## Input data:

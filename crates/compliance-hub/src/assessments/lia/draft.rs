use serde::{Deserialize, Serialize};

use super::domain::{
    AlternativeLegalBasis, BalanceAnswers, ClosedOption, DataObtainment, DecisionPower,
    Importance, InformedTiming, InteractionFrequency, LiaInput, Relationship,
};
use super::error::LiaError;

/// Partially completed questionnaire held by the wizard.
///
/// `None` marks a select the user has not answered yet, which is distinct
/// from an answered option that happens to carry zero weight. Toggles start
/// out `false`.
#[derive(Debug, Clone, Copy, Default, PartialEq, Eq, Serialize, Deserialize)]
#[serde(rename_all = "camelCase", default)]
pub struct LiaDraft {
    pub alternative_legal_basis: Option<AlternativeLegalBasis>,
    pub legal_exception: bool,
    pub necessary_for_organization: bool,
    pub importance: Option<Importance>,
    pub necessary_for_third_party: bool,
    pub relationship: Option<Relationship>,
    pub interaction_frequency: Option<InteractionFrequency>,
    pub data_obtainment: Option<DataObtainment>,
    pub decision_power: Option<DecisionPower>,
    pub informed_timing: Option<InformedTiming>,
    pub right_to_object: bool,
    #[serde(flatten)]
    pub balance: BalanceAnswers,
}

/// Draft as posted by the wizard.
///
/// Selects arrive as strings; a missing, `null`, or empty value is
/// unanswered. Anything else must be a wire value of the field.
#[derive(Debug, Clone, Default, PartialEq, Eq, Serialize, Deserialize)]
#[serde(rename_all = "camelCase", default)]
pub struct LiaDraftAnswers {
    pub alternative_legal_basis: Option<String>,
    pub legal_exception: bool,
    pub necessary_for_organization: bool,
    pub importance: Option<String>,
    pub necessary_for_third_party: bool,
    pub relationship: Option<String>,
    pub interaction_frequency: Option<String>,
    pub data_obtainment: Option<String>,
    pub decision_power: Option<String>,
    pub informed_timing: Option<String>,
    pub right_to_object: bool,
    #[serde(flatten)]
    pub balance: BalanceAnswers,
}

impl LiaDraftAnswers {
    /// Convert to a typed draft, failing on the first out-of-set select.
    pub fn parse(&self) -> Result<LiaDraft, LiaError> {
        Ok(LiaDraft {
            alternative_legal_basis: parse_select(&self.alternative_legal_basis)?,
            legal_exception: self.legal_exception,
            necessary_for_organization: self.necessary_for_organization,
            importance: parse_select(&self.importance)?,
            necessary_for_third_party: self.necessary_for_third_party,
            relationship: parse_select(&self.relationship)?,
            interaction_frequency: parse_select(&self.interaction_frequency)?,
            data_obtainment: parse_select(&self.data_obtainment)?,
            decision_power: parse_select(&self.decision_power)?,
            informed_timing: parse_select(&self.informed_timing)?,
            right_to_object: self.right_to_object,
            balance: self.balance,
        })
    }
}

fn parse_select<T: ClosedOption>(raw: &Option<String>) -> Result<Option<T>, LiaError> {
    match raw.as_deref() {
        None | Some("") => Ok(None),
        Some(value) => T::parse(value).map(Some),
    }
}

/// A single typed change to the draft.
#[derive(Debug, Clone, Copy, PartialEq, Eq, Serialize, Deserialize)]
#[serde(tag = "field", content = "value", rename_all = "camelCase")]
pub enum LiaAnswer {
    AlternativeLegalBasis(Option<AlternativeLegalBasis>),
    LegalException(bool),
    NecessaryForOrganization(bool),
    Importance(Option<Importance>),
    NecessaryForThirdParty(bool),
    Relationship(Option<Relationship>),
    InteractionFrequency(Option<InteractionFrequency>),
    DataObtainment(Option<DataObtainment>),
    DecisionPower(Option<DecisionPower>),
    InformedTiming(Option<InformedTiming>),
    RightToObject(bool),
    DataSubjectExpectation(bool),
    ProcessingExpectation(bool),
    AddedValue(bool),
    NegativeImpact(bool),
    UnwarrantedHarm(bool),
    PrejudiceToController(bool),
    PrejudiceToThirdParty(bool),
    DataSubjectInterest(bool),
    IntrusiveProcessing(bool),
}

impl LiaDraft {
    pub fn new() -> Self {
        Self::default()
    }

    /// Record one answer in place.
    pub fn apply(&mut self, answer: LiaAnswer) -> &mut Self {
        let balance = &mut self.balance;
        match answer {
            LiaAnswer::AlternativeLegalBasis(value) => self.alternative_legal_basis = value,
            LiaAnswer::LegalException(value) => self.legal_exception = value,
            LiaAnswer::NecessaryForOrganization(value) => self.necessary_for_organization = value,
            LiaAnswer::Importance(value) => self.importance = value,
            LiaAnswer::NecessaryForThirdParty(value) => self.necessary_for_third_party = value,
            LiaAnswer::Relationship(value) => self.relationship = value,
            LiaAnswer::InteractionFrequency(value) => self.interaction_frequency = value,
            LiaAnswer::DataObtainment(value) => self.data_obtainment = value,
            LiaAnswer::DecisionPower(value) => self.decision_power = value,
            LiaAnswer::InformedTiming(value) => self.informed_timing = value,
            LiaAnswer::RightToObject(value) => self.right_to_object = value,
            LiaAnswer::DataSubjectExpectation(value) => balance.data_subject_expectation = value,
            LiaAnswer::ProcessingExpectation(value) => balance.processing_expectation = value,
            LiaAnswer::AddedValue(value) => balance.added_value = value,
            LiaAnswer::NegativeImpact(value) => balance.negative_impact = value,
            LiaAnswer::UnwarrantedHarm(value) => balance.unwarranted_harm = value,
            LiaAnswer::PrejudiceToController(value) => balance.prejudice_to_controller = value,
            LiaAnswer::PrejudiceToThirdParty(value) => balance.prejudice_to_third_party = value,
            LiaAnswer::DataSubjectInterest(value) => balance.data_subject_interest = value,
            LiaAnswer::IntrusiveProcessing(value) => balance.intrusive_processing = value,
        }
        self
    }

    /// Builder form of [`LiaDraft::apply`].
    pub fn with(mut self, answer: LiaAnswer) -> Self {
        self.apply(answer);
        self
    }

    /// Wire names of the selects still unanswered, in questionnaire order.
    pub fn missing_fields(&self) -> Vec<&'static str> {
        let answered = [
            (
                AlternativeLegalBasis::FIELD,
                self.alternative_legal_basis.is_some(),
            ),
            (Importance::FIELD, self.importance.is_some()),
            (Relationship::FIELD, self.relationship.is_some()),
            (
                InteractionFrequency::FIELD,
                self.interaction_frequency.is_some(),
            ),
            (DataObtainment::FIELD, self.data_obtainment.is_some()),
            (DecisionPower::FIELD, self.decision_power.is_some()),
            (InformedTiming::FIELD, self.informed_timing.is_some()),
        ];

        answered
            .into_iter()
            .filter(|(_, is_answered)| !is_answered)
            .map(|(field, _)| field)
            .collect()
    }

    pub fn is_complete(&self) -> bool {
        self.missing_fields().is_empty()
    }

    /// Promote the draft to a scoring input once every select is answered.
    pub fn complete(&self) -> Result<LiaInput, LiaError> {
        match (
            self.alternative_legal_basis,
            self.importance,
            self.relationship,
            self.interaction_frequency,
            self.data_obtainment,
            self.decision_power,
            self.informed_timing,
        ) {
            (
                Some(alternative_legal_basis),
                Some(importance),
                Some(relationship),
                Some(interaction_frequency),
                Some(data_obtainment),
                Some(decision_power),
                Some(informed_timing),
            ) => Ok(LiaInput {
                alternative_legal_basis,
                legal_exception: self.legal_exception,
                necessary_for_organization: self.necessary_for_organization,
                importance,
                necessary_for_third_party: self.necessary_for_third_party,
                relationship,
                interaction_frequency,
                data_obtainment,
                decision_power,
                informed_timing,
                right_to_object: self.right_to_object,
                balance: self.balance,
            }),
            _ => Err(LiaError::Incomplete {
                missing: self.missing_fields(),
            }),
        }
    }
}

impl From<LiaInput> for LiaDraft {
    fn from(input: LiaInput) -> Self {
        Self {
            alternative_legal_basis: Some(input.alternative_legal_basis),
            legal_exception: input.legal_exception,
            necessary_for_organization: input.necessary_for_organization,
            importance: Some(input.importance),
            necessary_for_third_party: input.necessary_for_third_party,
            relationship: Some(input.relationship),
            interaction_frequency: Some(input.interaction_frequency),
            data_obtainment: Some(input.data_obtainment),
            decision_power: Some(input.decision_power),
            informed_timing: Some(input.informed_timing),
            right_to_object: input.right_to_object,
            balance: input.balance,
        }
    }
}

## How to complete this task:
The lines to copy are those above that contain "typed".

## Response for this exercise:
    /// Convert to a typed draft, failing on the first out-of-set select.
/// A single typed change to the draft.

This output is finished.